* Directions for this task *
Every line that includes the word "collect" needs to be copied from the listing.

- - -

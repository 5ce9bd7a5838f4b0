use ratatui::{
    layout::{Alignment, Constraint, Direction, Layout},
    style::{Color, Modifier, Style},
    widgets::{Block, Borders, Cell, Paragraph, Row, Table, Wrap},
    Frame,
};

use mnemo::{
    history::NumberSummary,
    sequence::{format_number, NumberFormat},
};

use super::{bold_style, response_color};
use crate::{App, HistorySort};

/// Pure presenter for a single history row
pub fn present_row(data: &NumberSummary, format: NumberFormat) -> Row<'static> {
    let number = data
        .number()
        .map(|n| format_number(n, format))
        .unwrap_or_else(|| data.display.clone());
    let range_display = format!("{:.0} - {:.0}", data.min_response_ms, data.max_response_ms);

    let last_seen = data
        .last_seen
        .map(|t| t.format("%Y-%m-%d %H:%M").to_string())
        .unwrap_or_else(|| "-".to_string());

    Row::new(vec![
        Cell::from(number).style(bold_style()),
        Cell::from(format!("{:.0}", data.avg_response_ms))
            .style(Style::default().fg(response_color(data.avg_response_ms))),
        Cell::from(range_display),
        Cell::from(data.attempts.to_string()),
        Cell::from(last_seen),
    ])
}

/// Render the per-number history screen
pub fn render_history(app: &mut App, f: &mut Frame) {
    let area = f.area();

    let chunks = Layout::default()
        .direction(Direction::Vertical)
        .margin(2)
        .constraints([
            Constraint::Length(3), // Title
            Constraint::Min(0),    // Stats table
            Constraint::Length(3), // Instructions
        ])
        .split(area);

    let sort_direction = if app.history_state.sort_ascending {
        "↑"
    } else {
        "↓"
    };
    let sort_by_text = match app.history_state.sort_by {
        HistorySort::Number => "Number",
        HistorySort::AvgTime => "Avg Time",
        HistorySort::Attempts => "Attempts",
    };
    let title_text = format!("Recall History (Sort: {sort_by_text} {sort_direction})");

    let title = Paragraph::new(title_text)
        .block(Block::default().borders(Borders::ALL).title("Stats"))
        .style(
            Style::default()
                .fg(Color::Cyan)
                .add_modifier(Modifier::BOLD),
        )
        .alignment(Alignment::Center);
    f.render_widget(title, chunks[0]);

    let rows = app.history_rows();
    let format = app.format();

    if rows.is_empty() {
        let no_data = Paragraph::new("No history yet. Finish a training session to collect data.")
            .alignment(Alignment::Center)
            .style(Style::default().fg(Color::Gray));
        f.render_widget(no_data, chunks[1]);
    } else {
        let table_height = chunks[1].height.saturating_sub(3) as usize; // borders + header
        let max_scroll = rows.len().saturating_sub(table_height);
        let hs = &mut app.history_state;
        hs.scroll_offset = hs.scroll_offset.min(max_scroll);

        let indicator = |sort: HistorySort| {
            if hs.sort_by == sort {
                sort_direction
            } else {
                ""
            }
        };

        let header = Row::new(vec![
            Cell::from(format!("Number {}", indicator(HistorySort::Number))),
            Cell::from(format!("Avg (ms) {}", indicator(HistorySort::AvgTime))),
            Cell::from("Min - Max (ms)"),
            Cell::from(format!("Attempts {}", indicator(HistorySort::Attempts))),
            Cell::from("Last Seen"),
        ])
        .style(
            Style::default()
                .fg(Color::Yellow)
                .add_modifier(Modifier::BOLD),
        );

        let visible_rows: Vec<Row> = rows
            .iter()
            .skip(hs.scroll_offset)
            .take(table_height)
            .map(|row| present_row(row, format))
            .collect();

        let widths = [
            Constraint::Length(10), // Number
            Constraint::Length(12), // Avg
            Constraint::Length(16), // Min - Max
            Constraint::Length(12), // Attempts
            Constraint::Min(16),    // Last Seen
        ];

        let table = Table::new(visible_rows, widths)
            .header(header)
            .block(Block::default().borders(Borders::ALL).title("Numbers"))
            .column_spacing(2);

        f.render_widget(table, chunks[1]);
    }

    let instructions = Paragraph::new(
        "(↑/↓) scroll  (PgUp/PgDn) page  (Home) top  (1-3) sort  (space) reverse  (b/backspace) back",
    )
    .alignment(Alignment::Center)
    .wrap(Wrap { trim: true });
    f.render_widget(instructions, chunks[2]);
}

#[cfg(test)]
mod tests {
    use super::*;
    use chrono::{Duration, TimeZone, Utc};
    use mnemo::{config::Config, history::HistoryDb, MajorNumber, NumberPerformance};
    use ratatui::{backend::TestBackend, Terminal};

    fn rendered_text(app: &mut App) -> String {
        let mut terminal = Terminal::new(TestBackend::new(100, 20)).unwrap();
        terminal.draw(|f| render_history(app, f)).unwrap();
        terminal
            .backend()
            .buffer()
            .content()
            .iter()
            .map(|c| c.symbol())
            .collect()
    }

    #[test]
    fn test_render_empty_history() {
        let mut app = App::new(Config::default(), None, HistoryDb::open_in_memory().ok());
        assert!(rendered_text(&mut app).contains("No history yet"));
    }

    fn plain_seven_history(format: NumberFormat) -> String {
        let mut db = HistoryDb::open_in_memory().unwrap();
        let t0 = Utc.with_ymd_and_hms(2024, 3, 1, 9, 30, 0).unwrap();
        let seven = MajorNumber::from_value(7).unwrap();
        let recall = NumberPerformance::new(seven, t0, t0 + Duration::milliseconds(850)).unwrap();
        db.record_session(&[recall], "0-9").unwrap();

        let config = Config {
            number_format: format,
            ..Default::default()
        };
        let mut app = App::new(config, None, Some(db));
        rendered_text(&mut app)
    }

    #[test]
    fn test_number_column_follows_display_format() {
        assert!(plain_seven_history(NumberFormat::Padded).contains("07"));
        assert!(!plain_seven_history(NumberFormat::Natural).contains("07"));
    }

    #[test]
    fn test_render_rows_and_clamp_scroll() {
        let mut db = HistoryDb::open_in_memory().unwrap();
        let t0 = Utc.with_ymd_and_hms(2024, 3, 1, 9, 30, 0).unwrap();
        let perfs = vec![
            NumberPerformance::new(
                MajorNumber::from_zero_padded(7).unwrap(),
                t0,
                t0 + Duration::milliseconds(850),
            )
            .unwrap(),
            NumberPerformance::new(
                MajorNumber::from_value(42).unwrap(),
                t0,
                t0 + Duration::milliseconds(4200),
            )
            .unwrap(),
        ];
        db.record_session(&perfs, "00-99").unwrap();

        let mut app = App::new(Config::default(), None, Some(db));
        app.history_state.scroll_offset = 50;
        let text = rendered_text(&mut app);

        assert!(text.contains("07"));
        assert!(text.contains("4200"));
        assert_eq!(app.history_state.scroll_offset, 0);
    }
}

- - -

* Exercise output *
        let no_data = Paragraph::new("No history yet. Finish a training session to collect data.")
            .collect();
            .collect()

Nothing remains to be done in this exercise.